▶ [What you have to do]: Wherever the word "DateTime" shows up in the data, report the line it sits in.

[Collected data entries]

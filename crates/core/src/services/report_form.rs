//! Report submission form.

#![allow(missing_docs)]

use chrono::{DateTime, NaiveDate, NaiveTime, Utc};
use crimereport_common::{AppError, AppResult, FieldErrors};
use crimereport_db::entities::{CrimeType, Identity, Report, ReportStatus, StatusUpdate};
use crimereport_db::entities::report::parse_incident_time;
use serde::Deserialize;
use validator::{Validate, ValidationError};

const CONTACT_REQUIRED: &str = "Phone or email is required";

/// Raw report form as submitted by the client.
///
/// Every text field arrives as a string; empty means "not given".
#[derive(Debug, Clone, Default, Deserialize, Validate)]
#[serde(rename_all = "camelCase", default)]
pub struct ReportForm {
    #[validate(custom(function = "validate_crime_type"))]
    pub crime_type: String,

    #[validate(custom(function = "validate_incident_date"))]
    pub incident_date: String,

    #[validate(custom(function = "validate_incident_time"))]
    pub incident_time: String,

    #[validate(custom(function = "validate_location"))]
    pub location: String,

    #[validate(custom(function = "validate_description"))]
    pub description: String,

    pub witnesses: String,
    pub suspect: String,
    pub evidence: String,
    pub anonymous: bool,
    pub contact_name: String,
    pub contact_phone: String,
    pub contact_email: String,
}

fn required(message: &'static str) -> ValidationError {
    ValidationError::new("required").with_message(message.into())
}

fn invalid(message: &'static str) -> ValidationError {
    ValidationError::new("invalid").with_message(message.into())
}

fn validate_crime_type(value: &str) -> Result<(), ValidationError> {
    let value = value.trim();
    if value.is_empty() {
        return Err(required("Crime type is required"));
    }
    value
        .parse::<CrimeType>()
        .map(|_| ())
        .map_err(|_| invalid("Unknown crime type"))
}

fn validate_incident_date(value: &str) -> Result<(), ValidationError> {
    let value = value.trim();
    if value.is_empty() {
        return Err(required("Incident date is required"));
    }
    let date = parse_date(value).ok_or_else(|| invalid("Incident date is invalid"))?;
    if date > Utc::now().date_naive() {
        return Err(invalid("Incident date cannot be in the future"));
    }
    Ok(())
}

fn validate_incident_time(value: &str) -> Result<(), ValidationError> {
    let value = value.trim();
    if value.is_empty() || parse_incident_time(value).is_some() {
        Ok(())
    } else {
        Err(invalid("Incident time is invalid"))
    }
}

fn validate_location(value: &str) -> Result<(), ValidationError> {
    if value.trim().is_empty() {
        return Err(required("Location is required"));
    }
    Ok(())
}

fn validate_description(value: &str) -> Result<(), ValidationError> {
    if value.trim().is_empty() {
        return Err(required("Description is required"));
    }
    Ok(())
}

fn parse_date(value: &str) -> Option<NaiveDate> {
    NaiveDate::parse_from_str(value, "%Y-%m-%d").ok()
}

fn non_empty(value: &str) -> Option<String> {
    let value = value.trim();
    (!value.is_empty()).then(|| value.to_string())
}

impl ReportForm {
    /// Field-keyed problems with the form; empty when it can be submitted.
    ///
    /// Contact details are only checked for named reports. When neither phone
    /// nor email is given, both fields carry the message.
    #[must_use]
    pub fn field_errors(&self) -> FieldErrors {
        let mut errors = match self.validate() {
            Ok(()) => FieldErrors::new(),
            Err(e) => e.into(),
        };

        if !self.anonymous {
            if self.contact_name.trim().is_empty() {
                errors.insert("contactName", "Name is required for non-anonymous reports");
            }
            if self.contact_phone.trim().is_empty() && self.contact_email.trim().is_empty() {
                errors.insert("contactPhone", CONTACT_REQUIRED);
                errors.insert("contactEmail", CONTACT_REQUIRED);
            }
        }

        errors
    }

    /// Validate and normalize the form.
    ///
    /// Anonymous reports lose any contact details that were filled in, and
    /// only named reports record who filed them.
    pub fn into_new_report(self, submitter: Option<&Identity>) -> AppResult<NewReport> {
        self.field_errors().into_result()?;

        let crime_type = self
            .crime_type
            .trim()
            .parse::<CrimeType>()
            .map_err(|e| AppError::field("crimeType", e.to_string()))?;
        let incident_date = parse_date(self.incident_date.trim()).ok_or_else(|| {
            AppError::field("incidentDate", "Incident date is invalid")
        })?;

        let (contact_name, contact_phone, contact_email, owner_id) = if self.anonymous {
            (None, None, None, None)
        } else {
            (
                non_empty(&self.contact_name),
                non_empty(&self.contact_phone),
                non_empty(&self.contact_email),
                submitter.map(|identity| identity.id.clone()),
            )
        };

        Ok(NewReport {
            crime_type,
            incident_date,
            incident_time: parse_incident_time(self.incident_time.trim()),
            location: self.location.trim().to_string(),
            description: self.description.trim().to_string(),
            witnesses: non_empty(&self.witnesses),
            suspect: non_empty(&self.suspect),
            evidence: non_empty(&self.evidence),
            anonymous: self.anonymous,
            contact_name,
            contact_phone,
            contact_email,
            owner_id,
        })
    }
}

/// A validated report that has not been assigned an identifier yet.
#[derive(Debug, Clone, PartialEq, Eq)]
pub struct NewReport {
    pub crime_type: CrimeType,
    pub incident_date: NaiveDate,
    pub incident_time: Option<NaiveTime>,
    pub location: String,
    pub description: String,
    pub witnesses: Option<String>,
    pub suspect: Option<String>,
    pub evidence: Option<String>,
    pub anonymous: bool,
    pub contact_name: Option<String>,
    pub contact_phone: Option<String>,
    pub contact_email: Option<String>,
    pub owner_id: Option<String>,
}

impl NewReport {
    /// Stamp the report as submitted under `id` at `submitted_at`.
    #[must_use]
    pub fn into_report(self, id: String, submitted_at: DateTime<Utc>) -> Report {
        Report {
            id,
            crime_type: self.crime_type,
            incident_date: self.incident_date,
            incident_time: self.incident_time,
            location: self.location,
            description: self.description,
            witnesses: self.witnesses,
            suspect: self.suspect,
            evidence: self.evidence,
            anonymous: self.anonymous,
            contact_name: self.contact_name,
            contact_phone: self.contact_phone,
            contact_email: self.contact_email,
            status: ReportStatus::Submitted,
            submitted_at,
            owner_id: self.owner_id,
            history: vec![StatusUpdate {
                status: ReportStatus::Submitted,
                message: Report::SUBMITTED_MESSAGE.to_string(),
                at: submitted_at,
            }],
        }
    }
}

▶ [Solution to the exercise]:
use chrono::{DateTime, NaiveDate, NaiveTime, Utc};
    pub fn into_report(self, id: String, submitted_at: DateTime<Utc>) -> Report {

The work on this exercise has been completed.